== TASK DETAILS ==
After finding the line with "self.rig.driver_mut::<Arm>().offset.z = self.distance;" in the entries below, retype exactly each line from there through the line with "(to.x - from.x)", including that final line.

== PROVIDED DATA ==
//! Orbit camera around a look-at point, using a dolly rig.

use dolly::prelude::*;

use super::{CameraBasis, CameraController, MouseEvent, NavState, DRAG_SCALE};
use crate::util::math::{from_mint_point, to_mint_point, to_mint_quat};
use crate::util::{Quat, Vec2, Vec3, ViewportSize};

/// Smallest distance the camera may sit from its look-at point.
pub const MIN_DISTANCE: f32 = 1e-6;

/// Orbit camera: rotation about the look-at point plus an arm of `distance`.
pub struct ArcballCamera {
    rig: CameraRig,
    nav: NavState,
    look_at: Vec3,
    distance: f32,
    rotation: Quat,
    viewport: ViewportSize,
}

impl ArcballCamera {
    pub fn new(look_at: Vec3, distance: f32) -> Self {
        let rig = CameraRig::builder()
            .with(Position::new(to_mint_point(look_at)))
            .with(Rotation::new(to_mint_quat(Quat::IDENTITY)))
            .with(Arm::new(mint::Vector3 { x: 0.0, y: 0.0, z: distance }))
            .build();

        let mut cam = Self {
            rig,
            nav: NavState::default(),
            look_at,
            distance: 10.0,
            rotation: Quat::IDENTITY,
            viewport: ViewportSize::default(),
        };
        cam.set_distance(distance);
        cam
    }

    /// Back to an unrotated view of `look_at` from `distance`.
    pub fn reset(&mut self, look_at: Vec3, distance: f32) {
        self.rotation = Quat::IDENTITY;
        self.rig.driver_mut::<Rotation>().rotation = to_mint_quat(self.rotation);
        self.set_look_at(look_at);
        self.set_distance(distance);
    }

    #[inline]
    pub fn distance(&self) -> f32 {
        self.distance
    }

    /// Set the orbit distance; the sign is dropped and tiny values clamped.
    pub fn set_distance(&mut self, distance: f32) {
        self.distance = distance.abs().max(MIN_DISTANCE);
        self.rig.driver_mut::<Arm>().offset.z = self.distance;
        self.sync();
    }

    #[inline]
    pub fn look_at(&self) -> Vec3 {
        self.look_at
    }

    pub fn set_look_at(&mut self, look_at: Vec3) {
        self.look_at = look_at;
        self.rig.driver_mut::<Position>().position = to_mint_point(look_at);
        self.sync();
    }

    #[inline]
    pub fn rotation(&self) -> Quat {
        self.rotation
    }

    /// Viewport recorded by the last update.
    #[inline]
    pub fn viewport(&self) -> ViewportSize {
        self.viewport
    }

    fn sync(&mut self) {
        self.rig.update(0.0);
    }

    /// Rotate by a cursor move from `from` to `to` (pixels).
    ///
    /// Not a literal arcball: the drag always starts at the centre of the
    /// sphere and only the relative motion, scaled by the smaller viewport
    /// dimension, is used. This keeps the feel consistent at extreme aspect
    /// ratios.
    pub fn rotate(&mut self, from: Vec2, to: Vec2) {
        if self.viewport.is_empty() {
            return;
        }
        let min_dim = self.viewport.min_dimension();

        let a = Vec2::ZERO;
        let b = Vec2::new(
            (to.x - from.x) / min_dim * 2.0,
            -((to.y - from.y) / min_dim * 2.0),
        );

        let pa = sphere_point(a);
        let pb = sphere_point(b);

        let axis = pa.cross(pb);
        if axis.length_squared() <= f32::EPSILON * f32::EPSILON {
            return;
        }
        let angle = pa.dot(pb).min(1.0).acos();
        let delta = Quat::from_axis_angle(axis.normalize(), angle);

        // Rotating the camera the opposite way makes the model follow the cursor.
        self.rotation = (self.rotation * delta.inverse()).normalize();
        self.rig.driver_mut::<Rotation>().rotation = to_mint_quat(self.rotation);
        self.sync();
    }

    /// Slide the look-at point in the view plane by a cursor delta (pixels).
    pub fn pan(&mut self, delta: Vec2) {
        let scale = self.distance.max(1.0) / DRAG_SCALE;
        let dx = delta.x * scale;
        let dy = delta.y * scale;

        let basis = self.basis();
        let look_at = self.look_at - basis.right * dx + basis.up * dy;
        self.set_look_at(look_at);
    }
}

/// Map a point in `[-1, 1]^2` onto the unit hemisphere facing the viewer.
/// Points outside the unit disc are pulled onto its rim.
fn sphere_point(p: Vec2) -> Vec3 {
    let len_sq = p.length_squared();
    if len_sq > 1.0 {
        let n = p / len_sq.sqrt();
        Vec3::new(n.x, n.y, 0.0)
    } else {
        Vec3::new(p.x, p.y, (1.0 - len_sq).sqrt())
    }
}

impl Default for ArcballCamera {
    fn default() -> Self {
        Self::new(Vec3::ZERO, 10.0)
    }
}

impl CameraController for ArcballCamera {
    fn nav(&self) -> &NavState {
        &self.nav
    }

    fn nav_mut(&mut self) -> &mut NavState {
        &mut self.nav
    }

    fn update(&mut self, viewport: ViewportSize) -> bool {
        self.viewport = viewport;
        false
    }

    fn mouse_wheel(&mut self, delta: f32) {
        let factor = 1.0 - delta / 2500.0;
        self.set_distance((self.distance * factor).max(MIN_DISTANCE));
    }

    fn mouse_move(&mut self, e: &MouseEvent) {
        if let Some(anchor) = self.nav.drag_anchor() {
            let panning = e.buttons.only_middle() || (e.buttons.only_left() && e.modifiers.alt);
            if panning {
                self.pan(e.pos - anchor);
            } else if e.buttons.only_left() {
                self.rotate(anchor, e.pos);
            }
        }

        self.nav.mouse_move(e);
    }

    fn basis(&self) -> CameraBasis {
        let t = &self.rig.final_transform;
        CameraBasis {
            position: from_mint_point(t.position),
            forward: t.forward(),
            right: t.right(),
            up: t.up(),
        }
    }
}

== ANSWER BOX ==
        self.rig.driver_mut::<Arm>().offset.z = self.distance;
        self.sync();
    }

    #[inline]
    pub fn look_at(&self) -> Vec3 {
        self.look_at
    }

    pub fn set_look_at(&mut self, look_at: Vec3) {
        self.look_at = look_at;
        self.rig.driver_mut::<Position>().position = to_mint_point(look_at);
        self.sync();
    }

    #[inline]
    pub fn rotation(&self) -> Quat {
        self.rotation
    }

    /// Viewport recorded by the last update.
    #[inline]
    pub fn viewport(&self) -> ViewportSize {
        self.viewport
    }

    fn sync(&mut self) {
        self.rig.update(0.0);
    }

    /// Rotate by a cursor move from `from` to `to` (pixels).
    ///
    /// Not a literal arcball: the drag always starts at the centre of the
    /// sphere and only the relative motion, scaled by the smaller viewport
    /// dimension, is used. This keeps the feel consistent at extreme aspect
    /// ratios.
    pub fn rotate(&mut self, from: Vec2, to: Vec2) {
        if self.viewport.is_empty() {
            return;
        }
        let min_dim = self.viewport.min_dimension();

        let a = Vec2::ZERO;
        let b = Vec2::new(
            (to.x - from.x) / min_dim * 2.0,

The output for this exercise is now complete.